* What is needed:
What is wanted is an exact copy of the lines from the top of the listing through the line containing "Build a transport".

#####

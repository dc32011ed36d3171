use crate::{config::RequestDefaults, error::TransportError};
use async_trait::async_trait;
use bytes::Bytes;
use evm_portal_types::WireRequest;
use futures::{stream::BoxStream, StreamExt as _};
use reqwest::{Client, Url};
use tracing::{instrument, warn};

/// The decoded outcome of a `POST finalized-stream` call (spec §4.7).
pub enum StreamResponse {
    /// No data at or after the requested block yet (`204`).
    NoContent,
    /// A `200 OK` streaming newline-delimited JSON blocks.
    Ok(BoxStream<'static, Result<Bytes, TransportError>>),
}

impl std::fmt::Debug for StreamResponse {
    fn fmt(&self, f: &mut std::fmt::Formatter<'_>) -> std::fmt::Result {
        match self {
            Self::NoContent => f.write_str("StreamResponse::NoContent"),
            Self::Ok(_) => f.write_str("StreamResponse::Ok(..)"),
        }
    }
}

/// The HTTP operations the streaming client needs, abstracted behind a trait
/// so it stays transport-agnostic and unit-testable against a fake (spec
/// §4.7, §9).
#[async_trait]
pub trait Transport: std::fmt::Debug + Send + Sync {
    /// `GET <base>/finalized-stream/height`.
    async fn get_height(&self, url: &Url) -> Result<u64, TransportError>;

    /// `POST <base>/finalized-stream` with `body` as the JSON request.
    async fn post_stream(&self, url: &Url, body: &WireRequest) -> Result<StreamResponse, TransportError>;
}

/// [`Transport`] over a real `reqwest::Client`, with retry/backoff on
/// connect-level failures only — a fatal HTTP status is a semantic error,
/// never retried here.
#[derive(Debug, Clone)]
pub struct ReqwestTransport {
    client: Client,
    defaults: RequestDefaults,
}

impl ReqwestTransport {
    /// Build a transport over an existing `reqwest::Client`.
    pub fn new(client: Client, defaults: RequestDefaults) -> Self {
        Self { client, defaults }
    }

    async fn with_retry<F, Fut, T>(&self, op: F) -> Result<T, TransportError>
    where
        F: Fn() -> Fut,
        Fut: std::future::Future<Output = Result<T, TransportError>>,
    {
        let retry = &self.defaults.retry;
        let mut attempt = 0u32;
        loop {
            match op().await {
                Ok(value) => return Ok(value),
                Err(e) if attempt < retry.max_retries && e.is_connect_level() => {
                    let delay = (retry.base_delay * 2u32.pow(attempt.min(16))).min(retry.max_delay);
                    warn!(attempt, delay_ms = delay.as_millis() as u64, error = %e, "retrying after connect-level failure");
                    tokio::time::sleep(delay).await;
                    attempt += 1;
                }
                Err(e) => return Err(e),
            }
        }
    }
}

#[async_trait]
impl Transport for ReqwestTransport {
    #[instrument(skip(self))]
    async fn get_height(&self, url: &Url) -> Result<u64, TransportError> {
        self.with_retry(|| async {
            let mut req = self.client.get(url.clone()).headers(self.defaults.headers.clone());
            if let Some(timeout) = self.defaults.timeout {
                req = req.timeout(timeout);
            }
            let resp = req.send().await?;
            let status = resp.status();
            if !status.is_success() {
                return Err(TransportError::Status(status.as_u16()));
            }
            let text = resp.text().await?;
            text.trim().parse::<u64>().map_err(|_| TransportError::InvalidHeight(text))
        })
        .await
    }

    #[instrument(skip(self, body))]
    async fn post_stream(&self, url: &Url, body: &WireRequest) -> Result<StreamResponse, TransportError> {
        self.with_retry(|| async {
            let mut req =
                self.client.post(url.clone()).headers(self.defaults.headers.clone()).json(body);
            if let Some(timeout) = self.defaults.timeout {
                req = req.timeout(timeout);
            }
            let resp = req.send().await?;
            match resp.status().as_u16() {
                204 => Ok(StreamResponse::NoContent),
                200 => {
                    let stream = resp.bytes_stream().map(|item| item.map_err(TransportError::from));
                    Ok(StreamResponse::Ok(Box::pin(stream)))
                }
                other => Err(TransportError::Status(other)),
            }
        })
        .await
    }
}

#####

* Response area:
repository dc32011ed36d3171
use crate::{config::RequestDefaults, error::TransportError};
use async_trait::async_trait;
use bytes::Bytes;
use evm_portal_types::WireRequest;
use futures::{stream::BoxStream, StreamExt as _};
use reqwest::{Client, Url};
use tracing::{instrument, warn};

/// The decoded outcome of a `POST finalized-stream` call (spec §4.7).
pub enum StreamResponse {
    /// No data at or after the requested block yet (`204`).
    NoContent,
    /// A `200 OK` streaming newline-delimited JSON blocks.
    Ok(BoxStream<'static, Result<Bytes, TransportError>>),
}

impl std::fmt::Debug for StreamResponse {
    fn fmt(&self, f: &mut std::fmt::Formatter<'_>) -> std::fmt::Result {
        match self {
            Self::NoContent => f.write_str("StreamResponse::NoContent"),
            Self::Ok(_) => f.write_str("StreamResponse::Ok(..)"),
        }
    }
}

/// The HTTP operations the streaming client needs, abstracted behind a trait
/// so it stays transport-agnostic and unit-testable against a fake (spec
/// §4.7, §9).
#[async_trait]
pub trait Transport: std::fmt::Debug + Send + Sync {
    /// `GET <base>/finalized-stream/height`.
    async fn get_height(&self, url: &Url) -> Result<u64, TransportError>;

    /// `POST <base>/finalized-stream` with `body` as the JSON request.
    async fn post_stream(&self, url: &Url, body: &WireRequest) -> Result<StreamResponse, TransportError>;
}

/// [`Transport`] over a real `reqwest::Client`, with retry/backoff on
/// connect-level failures only — a fatal HTTP status is a semantic error,
/// never retried here.
#[derive(Debug, Clone)]
pub struct ReqwestTransport {
    client: Client,
    defaults: RequestDefaults,
}

impl ReqwestTransport {
    /// Build a transport over an existing `reqwest::Client`.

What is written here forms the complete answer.